Electronic Structure Evolution from Metallic Vanadium to Metallic V_xO_y: A NAPPES Study for O₂ + V Gas–Solid Interaction

Gas–solid interactions between molecular oxygen and metallic vanadium surfaces and the systematic evolution in the electronic structure of vanadium oxide (VO_x) surfaces have been explored in the present work by near-ambient pressure photoelectron spectroscopy (NAPPES). The current article studies the evolution of various oxides of vanadium as a function of partial pressure of O₂ (ultrahigh vacuum to 1 mbar), temperature (298–875 K), and the exposure time to oxygen (up to 18 h).
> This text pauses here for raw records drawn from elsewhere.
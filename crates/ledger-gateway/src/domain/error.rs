//! REST-facing error mapping. Converts [`ledger_types::LedgerError`] into
//! an HTTP status and JSON body.

use axum::http::StatusCode;
use axum::response::{IntoResponse, Response};
use axum::Json;
use ledger_types::LedgerError;
use serde::Serialize;

/// The JSON body returned alongside any non-2xx response.
#[derive(Debug, Serialize)]
pub struct ApiError {
    /// Machine-readable error kind, e.g. `"not_found"`.
    pub kind: &'static str,
    /// Human-readable detail.
    pub message: String,
}

impl ApiError {
    fn new(kind: &'static str, message: impl Into<String>) -> Self {
        Self {
            kind,
            message: message.into(),
        }
    }

    fn status(&self) -> StatusCode {
        match self.kind {
            "not_found" => StatusCode::NOT_FOUND,
            "forbidden" | "not_endorsed" => StatusCode::FORBIDDEN,
            "conflict" => StatusCode::CONFLICT,
            "bad_payload" | "invalid_amount" | "inactive_token" | "schedule_empty" => {
                StatusCode::BAD_REQUEST
            }
            _ => StatusCode::INTERNAL_SERVER_ERROR,
        }
    }
}

impl From<LedgerError> for ApiError {
    fn from(err: LedgerError) -> Self {
        match err {
            LedgerError::BadPayload(m) => ApiError::new("bad_payload", m),
            LedgerError::Forbidden(m) => ApiError::new("forbidden", m),
            LedgerError::NotFound(m) => ApiError::new("not_found", m),
            LedgerError::Conflict(m) => ApiError::new("conflict", m),
            LedgerError::InvalidAmount(m) => ApiError::new("invalid_amount", m),
            LedgerError::InactiveToken(m) => ApiError::new("inactive_token", m),
            LedgerError::NotEndorsed(m) => ApiError::new("not_endorsed", m),
            LedgerError::ScheduleEmpty(m) => ApiError::new("schedule_empty", m),
            LedgerError::InternalError(m) => ApiError::new("internal_error", m),
        }
    }
}

impl IntoResponse for ApiError {
    fn into_response(self) -> Response {
        (self.status(), Json(self)).into_response()
    }
}

/// Result type used by every route handler.
pub type ApiResult<T> = Result<T, ApiError>;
Valence-band (VB) and core-level spectral measurements recorded with UV (He–I = 21.2 eV) and Al Kα (1486.6 eV) photons, respectively, show interesting changes. (1) Oxidation is limited to the top layers of vanadium at 298 K and up to a partial pressure of 1 mbar O₂. About 50% of vanadium gets oxidized, and the remaining amount exists as metal within the top 10 nm. (2) Metallic vanadium disappears above 625 K, and it is predominantly oxidized to a mixture of V⁴⁺ and V⁵⁺ oxidation states at a 0.1 mbar partial pressure of O₂. Points 1 and 2 suggest the predominantly thermodynamically controlled nature of vanadium oxidation through oxygen diffusion into the subsurface and bulk layers. (3) The Fermi-level (E_F) feature observed first at ≥725 K at a 0.1 mbar O₂ pressure demonstrates the formation of metallic VO₂; however, its metallic nature is preserved even at ambient temperature due to interweaving nanodomains of VO_x with VO₂. (4) Only partial conversion of surface layers to V⁵⁺ (V₂O₅) along with VO₂ and V₂O₃ (within the probing depth of 8–10 nm by near-ambient pressure X-ray photoelectron spectroscopy (NAP-XPS)) was observed even after prolonged heating (18 h) in 1 mbar O₂ pressure. (5) The nature of the surface changes between metal and semiconducting/insulator oxides is substantiated by the observation of changes in work function (ϕ) and E_F features. Typical VB features and Fermi intensity of V-metal and vanadium oxides were observed, and the results were corroborated with core-level and VB spectra. The present results extend the capabilities of NAPPES to explore the electronic structure evolution as a function of reaction conditions and underscore its relevance to areas such as heterogeneous catalysis and sensing.